Assessing the U.S. #Climate in May 2023: Record-breaking heat wave hits the Northwest in May — NOAA

Monarch butterfly on milkweed in Mrs. Gulch’s landscape July 17, 2021.

Click the link to read the article on the NOAA website:

Key Points:

  • Millions of people were placed under heat advisories as a heat wave brought record-breaking temperatures to parts of the Northwest during mid May. Temperatures reached 89°F in Seattle and 92°F in Portland, setting daily records in both cities.
  • Over the spring season, less than two inches of rain fell over parts of eastern Nebraska, resulting in the driest conditions for the region since 1934 during the Dust Bowl. 
  • Nine billion-dollar weather and climate disasters have been confirmed this year. These disasters consisted of seven severe storm events, one winter storm and one flooding event.
  • Drought coverage in the contiguous U.S. has dropped nearly 44% over the last seven months, from 63% on November 1, 2022 to 19% on May 30, 2023—the fastest reduction in drought coverage since the start of the U.S. Drought Monitor (since 2000), and the smallest drought footprint since May 26, 2020.
  • Much of the eastern U.S. had a warm start to 2023. For the January–May period, 28 states experienced a top-10 warmest event and Florida was record warm.
  • In May, the average temperature was 11th warmest and precipitation ranked in the driest third of the historical record.

Other Highlights:


The average temperature of the contiguous U.S. in May was 62.4°F, 2.2°F above average, ranking 11th warmest in the 129-year record. Generally, May temperatures were below average along the East Coast, from Vermont to northern Florida. Temperatures were above average across much of the West to the Mississippi River Valley and in the Florida Peninsula. Washington ranked warmest on record for May while Oregon, Idaho and Montana each ranked fifth warmest on record. Four additional states ranked among their top-10 warmest May on record. Conversely, South Carolina ranked 10th coldest on record for the month. 

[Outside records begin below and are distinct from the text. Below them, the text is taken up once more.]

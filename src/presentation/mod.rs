//! Presentation port
//!
//! The session renders a [`Snapshot`] after every transition and asks for audio cues.
//! Cue completion is reported back by returning from [`Presenter::play_cue`].

mod console;

use std::fmt;
use std::time::Duration;

use async_trait::async_trait;
use serde::Serialize;

pub use console::{ConsolePresenter, OutputFormat};

use crate::Result;
use crate::letter::Letter;
use crate::session::{Generation, Outcome, Phase};

/// Semantic colour of feedback text
#[derive(Debug, Clone, Copy, Default, PartialEq, Eq, Serialize)]
#[serde(rename_all = "snake_case")]
pub enum Tone {
    #[default]
    Neutral,
    Positive,
    Negative,
}

/// Feedback line shown under the letter
#[derive(Debug, Clone, Default, PartialEq, Eq, Serialize)]
pub struct Feedback {
    pub text: String,
    pub tone: Tone,
}

impl Feedback {
    /// Feedback with the given tone
    #[must_use]
    pub fn new(text: impl Into<String>, tone: Tone) -> Self {
        Self {
            text: text.into(),
            tone,
        }
    }
}

/// Audio cue to play
#[derive(Debug, Clone, Copy, PartialEq, Eq, Serialize)]
#[serde(rename_all = "snake_case")]
pub enum Cue {
    Correct,
    Wrong,
    Win,
    Lose,
}

impl Cue {
    /// Typical playback length of the cue
    #[must_use]
    pub const fn nominal_duration(self) -> Duration {
        match self {
            Self::Correct => Duration::from_millis(2000),
            Self::Wrong => Duration::from_millis(1000),
            Self::Win | Self::Lose => Duration::from_millis(2500),
        }
    }
}

impl fmt::Display for Cue {
    fn fmt(&self, f: &mut fmt::Formatter<'_>) -> fmt::Result {
        f.write_str(match self {
            Self::Correct => "correct",
            Self::Wrong => "wrong",
            Self::Win => "win",
            Self::Lose => "lose",
        })
    }
}

/// Final score of a finished round
#[derive(Debug, Clone, Copy, PartialEq, Eq, Serialize)]
pub struct FinalScore {
    pub correct: usize,
    pub total: usize,
    pub outcome: Outcome,
}

/// Everything needed to draw the trainer screen
#[derive(Debug, Clone, PartialEq, Eq, Serialize)]
pub struct Snapshot {
    /// Round the snapshot belongs to
    pub generation: Generation,
    /// Current phase
    pub phase: Phase,
    /// Letter on screen, `None` before a round or after it ends
    pub letter: Option<Letter>,
    /// 1-based position shown as "position / total"
    pub position: usize,
    pub total: usize,
    /// Free-text status and diagnostics
    pub status: String,
    pub feedback: Feedback,
    /// Present once the round has ended
    pub final_score: Option<FinalScore>,
}

/// Draws snapshots and plays cues
#[async_trait]
pub trait Presenter: Send + Sync {
    /// Draw the current state
    fn render(&self, snapshot: &Snapshot);

    /// Play a cue, returning when playback has finished
    ///
    /// # Errors
    ///
    /// Returns error if the cue could not be played; the session still continues
    async fn play_cue(&self, cue: Cue) -> Result<()>;
}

The Alaska statewide May temperature was 39.8°F, 2.0°F above the long-term average, ranking in the middle third of the 99-year period of record for the state. Temperatures were above average across much of the north, east and Panhandle, with near-normal temperatures observed across much of the western and southern portions of the state, including the Aleutians, during the month.

The meteorological spring (March–May) average temperature for the contiguous U.S. was 51.5°F, 0.6°F above average, ranking in the middle third of the record. Temperatures were above average from the southern Plains and Great Lakes to the East Coast and in parts of the Northwest. Temperatures were below average from parts of the West Coast to the northern Plains. Florida ranked fourth warmest while Massachusetts ranked 10th warmest on record for this spring season.

The Alaska spring temperature was 23.3°F, 0.7°F below the long-term average, ranking in the coldest third of the record for the state. Temperatures were below average across much of interior Alaska and in parts of the west, southwest and Panhandle, while parts of the North Slope and Aleutians saw above average spring temperatures.

For the January–May period, the average contiguous U.S. temperature was 45.2°F, 1.9°F above average, ranking 18th warmest on record for this period. Temperatures were above average across much of the eastern U.S. and parts of the Northwest, with near- to below-average temperatures from the northern Plains to the West Coast. Florida ranked warmest on record while Massachusetts, Rhode Island, Connecticut, New Jersey, Delaware and Maryland each had their second warmest January–May period. An additional 22 states had a top-10 warmest year-to-date period. No state experienced a top-10 coldest event for this five-month period. 

The Alaska January–May temperature was 17.4°F, 1.6°F above the long-term average, ranking in the middle third of the historical record for the state. Much of the state was near-normal for the five-month period while temperatures were above average across much of the North Slope and in parts of the southeast, Kodiak Island and the Aleutians.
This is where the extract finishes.